By Camilla Feibelman, Rio Grande Chapter director

As the Trump administration reverses critical pollution safeguards, New Mexico is taking up the slack, announcing it will create rules to slash climate-damaging methane pollution from its booming oil and gas industry.

According to EDF, the 1 million metric tons of methane wasted by the New Mexico oil and gas industry has the same short-term impacts as 22 coal-fired power plants or 28 million automobiles. While that’s only part of the total climate pollution that extraction in greater Chaco and Carlsbad produces, it’s a problem we can solve now, with existing technology, improving health conditions for people living in close proximity to oil and gas operations.

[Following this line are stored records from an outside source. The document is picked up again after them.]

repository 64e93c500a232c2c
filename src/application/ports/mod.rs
// src/application/ports/mod.rs
pub mod security;
pub mod time;
pub mod util;
use sqlx::{PgPool, postgres::PgPoolOptions};

pub async fn init_pool(database_url: &str, max_connections: u32) -> Result<PgPool, sqlx::Error> {
    PgPoolOptions::new()
        .max_connections(max_connections)
        .connect(database_url)
        .await
}

pub async fn run_migrations(pool: &PgPool) -> Result<(), sqlx::migrate::MigrateError> {
    sqlx::migrate!("./migrations").run(pool).await
}
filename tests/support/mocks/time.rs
// tests/support/mocks/time.rs
use chrono::{DateTime, Duration, Utc};
use conduit_core::application::ports::time::Clock;
use once_cell::sync::Lazy;
use std::sync::atomic::{AtomicI64, Ordering};

static FIXED_NOW: Lazy<DateTime<Utc>> = Lazy::new(|| {
    DateTime::parse_from_rfc3339("2024-01-01T00:00:00Z")
        .expect("invalid RFC3339 in tests/support/mocks/time.rs")
        .with_timezone(&Utc)
});

pub fn fixed_now() -> DateTime<Utc> {
    *FIXED_NOW
}

/// Advances one second past [`fixed_now`] per call, so records
/// created in sequence have strictly increasing timestamps.
#[derive(Debug, Default)]
pub struct TickingClock {
    ticks: AtomicI64,
}

impl Clock for TickingClock {
    fn now(&self) -> DateTime<Utc> {
        let tick = self.ticks.fetch_add(1, Ordering::SeqCst) + 1;
        fixed_now() + Duration::seconds(tick)
    }
}
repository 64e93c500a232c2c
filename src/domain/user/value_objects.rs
// src/domain/user/value_objects.rs
use crate::domain::errors::{DomainError, DomainResult};
use std::fmt;

#[derive(Debug, Clone, Copy, PartialEq, Eq, Hash, PartialOrd, Ord)]
pub struct UserId(pub i64);

impl UserId {
    pub fn new(id: i64) -> DomainResult<Self> {
        if id <= 0 {
            Err(DomainError::Validation("user id must be positive".into()))
        } else {
            Ok(Self(id))
        }
    }
}

impl From<UserId> for i64 {
    fn from(value: UserId) -> Self {
        value.0
    }
}

impl fmt::Display for UserId {
    fn fmt(&self, f: &mut fmt::Formatter<'_>) -> fmt::Result {
        write!(f, "{}", self.0)
    }
}

#[derive(Debug, Clone, PartialEq, Eq, Hash)]
pub struct Username(String);

impl Username {
    pub fn new(value: impl Into<String>) -> DomainResult<Self> {
        let value = value.into();
        if value.trim().is_empty() {
            return Err(DomainError::Validation("username cannot be empty".into()));
        }
        if value.chars().any(char::is_whitespace) {
            return Err(DomainError::Validation(
                "username cannot contain whitespace".into(),
            ));
        }
        Ok(Self(value))
    }

    pub fn as_str(&self) -> &str {
        &self.0
    }
}

impl From<Username> for String {
    fn from(value: Username) -> Self {
        value.0
    }
}

impl fmt::Display for Username {
    fn fmt(&self, f: &mut fmt::Formatter<'_>) -> fmt::Result {
        f.write_str(&self.0)
    }
}

#[derive(Debug, Clone, PartialEq, Eq, Hash)]
pub struct Email(String);

impl Email {
    pub fn new(value: impl Into<String>) -> DomainResult<Self> {
        let value = value.into().trim().to_string();
        let valid = match value.split_once('@') {
            Some((local, domain)) => !local.is_empty() && domain.contains('.'),
            None => false,
        };
        if !valid {
            return Err(DomainError::Validation("email is invalid".into()));
        }
        Ok(Self(value))
    }

    pub fn as_str(&self) -> &str {
        &self.0
    }
}

impl From<Email> for String {
    fn from(value: Email) -> Self {
        value.0
    }
}

impl fmt::Display for Email {
    fn fmt(&self, f: &mut fmt::Formatter<'_>) -> fmt::Result {
        f.write_str(&self.0)
    }
}

#[derive(Debug, Clone, PartialEq, Eq)]
pub struct PasswordHash(String);

impl PasswordHash {
    pub fn new(value: impl Into<String>) -> DomainResult<Self> {
        let value = value.into();
        if value.is_empty() {
            return Err(DomainError::Validation(
                "password hash cannot be empty".into(),
            ));
        }
        Ok(Self(value))
    }

    pub fn as_str(&self) -> &str {
        &self.0
    }
}

impl From<PasswordHash> for String {
    fn from(value: PasswordHash) -> Self {
        value.0
    }
}
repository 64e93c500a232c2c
use super::ArticleQueryService;
use crate::{
    application::{
        dto::{ArticlePage, ArticleShape},
        error::ApplicationResult,
        projection::Viewer,
    },
    domain::{article::ArticleFilter, pagination::PageRequest, user::Username},
};

#[derive(Debug, Default)]
pub struct ListArticlesQuery {
    pub tag: Option<String>,
    pub author: Option<String>,
    pub favorited: Option<String>,
    pub page: PageRequest,
}

impl ArticleQueryService {
    pub async fn list_articles(
        &self,
        viewer: &Viewer,
        query: ListArticlesQuery,
    ) -> ApplicationResult<ArticlePage> {
        // Favorites are not tracked, so nothing is favorited by anyone.
        if query.favorited.is_some() {
            return Ok(ArticlePage::empty());
        }

        let filter = match query.author.as_deref() {
            Some(name) => match self.resolve_author(name).await? {
                Some(filter) => filter,
                None => return Ok(ArticlePage::empty()),
            },
            None => ArticleFilter::all(),
        };

        let (records, total) = match query.tag.as_deref() {
            Some(tag) => {
                let matching: Vec<_> = self
                    .read_repo
                    .list(&filter, None)
                    .await?
                    .into_iter()
                    .filter(|record| record.article.tag_list.contains(tag))
                    .collect();
                let total = u64::try_from(matching.len()).unwrap_or(u64::MAX);
                (query.page.slice(matching), total)
            }
            None => tokio::try_join!(
                self.read_repo.list(&filter, Some(query.page)),
                self.read_repo.count(&filter),
            )?,
        };

        let articles = self
            .projector
            .project(records, viewer, ArticleShape::Summary)
            .await?;
        Ok(ArticlePage::new(articles, total))
    }

    /// `None` when no such author exists.
    async fn resolve_author(&self, name: &str) -> ApplicationResult<Option<ArticleFilter>> {
        let Ok(username) = Username::new(name) else {
            return Ok(None);
        };
        Ok(self
            .user_repo
            .find_by_username(&username)
            .await?
            .map(|user| ArticleFilter::by_author(user.id)))
    }
}
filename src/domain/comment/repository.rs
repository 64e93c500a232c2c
use crate::domain::article::ArticleId;
use crate::domain::comment::entity::{Comment, CommentId, CommentRecord, NewComment};
use crate::domain::errors::DomainResult;
use async_trait::async_trait;

#[async_trait]
pub trait CommentRepository: Send + Sync {
    async fn insert(&self, comment: NewComment) -> DomainResult<Comment>;

    /// Newest first.
    async fn list_by_article(&self, article_id: ArticleId) -> DomainResult<Vec<CommentRecord>>;

    async fn find_in_article(
        &self,
        article_id: ArticleId,
        id: CommentId,
    ) -> DomainResult<Option<Comment>>;

    async fn delete(&self, id: CommentId) -> DomainResult<()>;
}
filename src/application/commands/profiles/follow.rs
use super::ProfileCommandService;
use crate::{
    application::{
        dto::{AuthenticatedUser, ProfileDto},
        error::ApplicationResult,
    },
    domain::follow::FollowEdge,
};

pub struct FollowCommand {
    pub username: String,
}

impl ProfileCommandService {
    /// Idempotent: following twice leaves a single edge.
    pub async fn follow(
        &self,
        actor: &AuthenticatedUser,
        command: FollowCommand,
    ) -> ApplicationResult<ProfileDto> {
        let target = self.load_target(&command.username).await?;
        let edge = FollowEdge::new(actor.id, target.id)?;

        self.follow_repo.follow(edge).await?;
        tracing::info!(follower = actor.id.0, followee = target.id.0, "user followed");

        Ok(ProfileDto::from_profile(target.profile(), true))
    }

    /// Removing an edge that does not exist succeeds.
    pub async fn unfollow(
        &self,
        actor: &AuthenticatedUser,
        command: FollowCommand,
    ) -> ApplicationResult<ProfileDto> {
        let target = self.load_target(&command.username).await?;
        let edge = FollowEdge::new(actor.id, target.id)?;

        self.follow_repo.unfollow(edge).await?;
        tracing::info!(follower = actor.id.0, followee = target.id.0, "user unfollowed");

        Ok(ProfileDto::from_profile(target.profile(), false))
    }
}
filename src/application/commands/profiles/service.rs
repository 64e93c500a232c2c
use std::sync::Arc;

use crate::application::error::{ApplicationError, ApplicationResult};
use crate::domain::{
    follow::FollowRepository,
    user::{User, UserRepository, Username},
};

pub struct ProfileCommandService {
    pub(super) user_repo: Arc<dyn UserRepository>,
    pub(super) follow_repo: Arc<dyn FollowRepository>,
}

impl ProfileCommandService {
    pub fn new(user_repo: Arc<dyn UserRepository>, follow_repo: Arc<dyn FollowRepository>) -> Self {
        Self {
            user_repo,
            follow_repo,
        }
    }

    pub(super) async fn load_target(&self, username: &str) -> ApplicationResult<User> {
        let username =
            Username::new(username).map_err(|_| ApplicationError::not_found("profile not found"))?;
        self.user_repo
            .find_by_username(&username)
            .await?
            .ok_or_else(|| ApplicationError::not_found("profile not found"))
    }
}
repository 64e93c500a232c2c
use super::UserQueryService;
use crate::application::{
    dto::{AuthenticatedUser, UserDto},
    error::{ApplicationError, ApplicationResult},
};

impl UserQueryService {
    /// The caller's own account, echoing back the token they presented.
    pub async fn current_user(
        &self,
        actor: &AuthenticatedUser,
        token: Option<String>,
    ) -> ApplicationResult<UserDto> {
        let user = self
            .user_repo
            .find_by_id(actor.id)
            .await?
            .ok_or_else(|| ApplicationError::unauthorized("user not found"))?;

        Ok(UserDto::from_user(user, token))
    }
}
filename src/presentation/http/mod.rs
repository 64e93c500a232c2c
// src/presentation/http/mod.rs
pub mod controllers;
pub mod error;
pub mod extractors;
pub mod routes;
pub mod state;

When NASA discovered a methane cloud the size of Delaware over the Four Corners region in 2014, an array of groups convened to address the issue from a climate, health and waste perspective. Our hope was that national rules that were later enacted by the Obama Administration would force industry to take basic, good-neighbor actions in our state, especially because companies are removing a public resource from public lands for their own profit.

But the Trump Administration has gutted these rules, undermining our commitments to the Paris Climate Agreement. Though we continue to fight in court, Trump’s EPA is now challenging its own authority to regulate methane after reversing leak, detection and repair requirements in the original rule.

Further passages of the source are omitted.